Top of Records supplied

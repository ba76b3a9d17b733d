#![no_std]
//! Register-level drivers used by the touch switch firmware.
//!
//! The crate currently provides a blocking driver for the MPR121 capacitive
//! touch and proximity controller. Drivers are generic over the
//! `embedded-hal` 1.0 I2C traits so they run against real buses on target and
//! against in-memory fakes on the host.

#[cfg(test)]
extern crate std;

use embedded_hal::i2c::I2c;

/// MPR121 capacitive touch / proximity sensor driver.
pub mod mpr121;

/// Single-register access helper shared by the blocking drivers.
#[derive(Debug)]
pub struct BlockingRegisterDevice<I2C> {
    i2c: I2C,
    pub(crate) adr: u8,
}

impl<I2C> BlockingRegisterDevice<I2C>
where
    I2C: I2c,
{
    pub fn new(i2c: I2C, adr: u8) -> Self {
        Self { i2c, adr }
    }

    pub fn read_register(&mut self, register: u8) -> Result<u8, I2C::Error> {
        let mut buffer = [0u8];
        self.i2c.write_read(self.adr, &[register], &mut buffer)?;
        Ok(buffer[0])
    }

    pub fn read_register_buffer(
        &mut self,
        register: u8,
        buffer: &mut [u8],
    ) -> Result<(), I2C::Error> {
        self.i2c.write_read(self.adr, &[register], buffer)
    }

    /// Writes `register_and_data[0]` as the register pointer followed by the
    /// remaining bytes.
    pub fn write_register(&mut self, register_and_data: &[u8]) -> Result<(), I2C::Error> {
        self.i2c.write(self.adr, register_and_data)
    }

    pub fn set_register_bit(&mut self, register: u8, bit: u8) -> Result<(), I2C::Error> {
        let val = self.read_register(register)?;
        self.write_register(&[register, val | (1 << bit)])
    }

    pub fn get_register_bit(&mut self, register: u8, bit: u8) -> Result<bool, I2C::Error> {
        let val = self.read_register(register)?;
        Ok((val & (1 << bit)) != 0)
    }

    pub fn clear_register_bit(&mut self, register: u8, bit: u8) -> Result<(), I2C::Error> {
        let val = self.read_register(register)?;
        self.write_register(&[register, val & !(1 << bit)])
    }

    /// Access to the underlying bus for devices sharing it.
    pub fn bus(&mut self) -> &mut I2C {
        &mut self.i2c
    }
}


#[cfg(test)]
mod tests {
    use super::fake::FakeRegisters;
    use super::BlockingRegisterDevice;

    #[test]
    fn test_register_bit_helpers() {
        let mut dev = BlockingRegisterDevice::new(FakeRegisters::new(), 0x5A);
        dev.write_register(&[0x10, 0b0000_0001]).unwrap();
        dev.set_register_bit(0x10, 3).unwrap();
        assert_eq!(dev.read_register(0x10).unwrap(), 0b0000_1001);
        assert!(dev.get_register_bit(0x10, 3).unwrap());
        dev.clear_register_bit(0x10, 0).unwrap();
        assert_eq!(dev.read_register(0x10).unwrap(), 0b0000_1000);
    }

    #[test]
    fn test_read_register_buffer() {
        let mut fake = FakeRegisters::new();
        fake.regs[0x00] = 0x12;
        fake.regs[0x01] = 0x34;
        let mut dev = BlockingRegisterDevice::new(fake, 0x5A);
        let mut buf = [0u8; 2];
        dev.read_register_buffer(0x00, &mut buf).unwrap();
        assert_eq!(buf, [0x12, 0x34]);
    }

    #[test]
    fn test_bus_error_is_returned() {
        let mut fake = FakeRegisters::new();
        fake.fail = true;
        let mut dev = BlockingRegisterDevice::new(fake, 0x5A);
        assert!(dev.read_register(0x00).is_err());
    }
}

Bottom of Records supplied

Work required - For the records above, state how many lines include the string "regs", giving the number and nothing else.

Written solution - 2